Bushes, trees and lockers were deemed security hazards and removed. Security gates and metal detectors were installed. School officials hired more security personnel and cut back students’ freedom of movement on campus dramatically. The school implemented “sweeps,” which meant any student without a signed pass found outside of class or the designated eating area would be escorted to a room called the “tank,” where they would be detained for the remainder of the school day. Students who violated restrictive rules related to movement on campus faced heavy discipline, which included an automatic parent conference followed by up to five days of out-of-school suspension.
Teachers and students began to voice concerns about the tightened security to each other and protested to the administration. All this set up an interesting case for us to examine as field researchers who study conflict in organizations.
Ironically, what we found is that the tightened security measures eroded the ethos of trust that facilitated peace among students. Notably, whereas before students settled conflict peacefully among themselves, now peer violence increased on campus, which is something we discovered in our field research and that was corroborated with school district and local law enforcement data. The average annual number of police calls from the campus nearly quadrupled after the implementation of the new security measures. Before the tightened security, school district data revealed that the school was as safe as any in the district, including suburban schools in the surrounding area.
We continued to observe the high school in the 2000s, returning for intensive fieldwork in 2008 after we learned the school had a new principal. Heavy disciplinary measures were relaxed, and students regained some freedom to move about campus.
The new principal recognized the importance of youth-centered teachers. Students once again turned to predominantly peaceful actions to handle conflicts, as found by our field data and corroborated by institutional data.
From our perspective, what our 16 years of field experience at this particular school shows is that target hardening, more police presence and heavier discipline all have a corrosive effect on school culture and security. Our finding squares with other researchers who have found that schools with robust social trust experience less peer violence and conflict than schools where distrust prevails. The question is why?
Social trust leads to freedom of association and movement on campus for youth, which in turn enables youth to cross social divides and develop relationships with other kids. In a trusting environment, like the campus we studied, youth learn to empathize with peers who are different than they are, taking the hard edge off of stereotypes based on race. Inclusive student clubs, supported by teachers, reinforced a sense of social belonging on the campus. Even in this environment, some peer groups faced difficulties tied to their social identities, especially new immigrant youth from Mexico.
Another important lesson from our book is that youth continuously work on their skills at handling peer conflict. Coupled with the socialization learned from senior students and teachers, youth in schools where trust runs high develop skills for working out their troubles by talking, getting support from those not directly involved in disputes, avoiding one another until emotions cool, and educating or correcting troublesome youth.

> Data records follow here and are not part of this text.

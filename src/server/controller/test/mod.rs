use axum::{
    body::{to_bytes, Body},
    http::{header, Request, StatusCode},
    Router,
};
use sea_orm::DatabaseConnection;
use test_utils::{builder::TestBuilder, factory};
use tower::ServiceExt;

use crate::server::{router::router, state::AppState, template::Templates};


/// Builds the full application router over the given test database.
fn app(db: &DatabaseConnection) -> Router {
    let templates = Templates::load(concat!(env!("CARGO_MANIFEST_DIR"), "/templates")).unwrap();

    router().with_state(AppState::new(db.clone(), templates))
}

/// Issues a GET request and returns the status and body text.
async fn get(app: Router, uri: &str) -> (StatusCode, String) {
    let response = app
        .oneshot(Request::builder().uri(uri).body(Body::empty()).unwrap())
        .await
        .unwrap();

    let status = response.status();
    let body = to_bytes(response.into_body(), usize::MAX).await.unwrap();

    (status, String::from_utf8(body.to_vec()).unwrap())
}
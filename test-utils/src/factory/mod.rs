//! Factory methods for creating test data.
//!
//! This module provides factory methods for inserting bookings rows with sensible defaults,
//! reducing boilerplate in tests.
//!
//! # Basic Usage
//!
//! ```rust,ignore
//! use test_utils::factory;
//!
//! #[tokio::test]
//! async fn test_example() -> Result<(), sea_orm::DbErr> {
//!     let db = /* ... */;
//!
//!     // Create with defaults
//!     let airport = factory::airport::create_airport(&db).await?;
//!     let flight = factory::flight::create_flight(&db, &airport.airport_code).await?;
//!
//!     // Create an aircraft together with its seat map
//!     let (aircraft, seats) =
//!         factory::helpers::create_aircraft_with_seats(&db, &["1A", "1B", "2A"]).await?;
//!
//!     Ok(())
//! }
//! ```
//!
//! # Customization
//!
//! ```rust,ignore
//! let airport = factory::airport::AirportFactory::new(&db)
//!     .code("SVO")
//!     .name("Sheremetyevo International Airport")
//!     .build()
//!     .await?;
//! ```
//!
//! # Available Factories
//!
//! - `airport` - Create airport rows
//! - `flight` - Create flight rows departing from an airport
//! - `aircraft` - Create aircraft rows
//! - `seat` - Create seat rows for an aircraft
//! - `helpers` - Unique ID generation and multi-row helpers

pub mod aircraft;
pub mod airport;
pub mod flight;
pub mod helpers;
pub mod seat;

// Re-export commonly used factory functions for concise usage
pub use aircraft::create_aircraft;
pub use airport::create_airport;
pub use flight::create_flight;
pub use seat::create_seat;
use serde::Serialize;

/// One row of the calculation results table.
#[derive(Debug, Serialize)]
pub struct AircraftResultDto {
    pub aircraft_code: String,
    pub square: i64,
    /// Human-readable elapsed time, e.g. `1.234567ms`.
    pub elapsed: String,
}

/// Context for `results.html`.
#[derive(Debug, Serialize)]
pub struct CalculationPageDto {
    pub results: Vec<AircraftResultDto>,
}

Our point is not that youth should be left alone, or that they’re perfectly rational (they’re not) and will work out all their problems on their own.
Rather, it is our contention that youth have a pretty good fix on dangerous threats among their peers and can peg these threats, distinguishing them from the everyday troubles they face with one another. Adults need to pay close attention to the knowledge and skills of youth in handling peer conflict, and keep their ears to the ground as to what youth are saying about who’s truly dangerous and who’s not.
Another lesson is the importance of youth-centered teachers operating actively in the social environment of the school. These teachers are highly attentive to the education and safety of their students. They care about students’ lives, learning and comportment, and regard the entire school campus, not just their classroom, as their place.
Youth-centered teachers monitor students in and out of the classroom in supportive ways that facilitate building social trust. Student clubs figure prominently. This is because clubs offer opportunities for youth-centered teachers to open their classrooms as meeting spaces and collaborate with young people to formulate goals that respond to the changing needs of diverse students.
Youth-centered teachers also show a strong inclination to keep their commitments to youth and an inclusive school culture. They defend these practices during times of adversity.
School principals are most effective when they know how to develop a shared vision with students and staff. In our view, these shared visions must be sustained from the bottom up rather than the top down. The most effective principals we observed knew how to empower youth-centered teachers and meaningful, inclusive youth agency in student governments and clubs. This led to social trust and a shared ability to respond to problems when they arose.
The bottom line, in our opinion, is that in an era of budgetary constraints, fostering an environment for youth-centered teachers and students to build cultures of trust will likely have better payoffs for school safety than further investments in the fortification of public school campuses.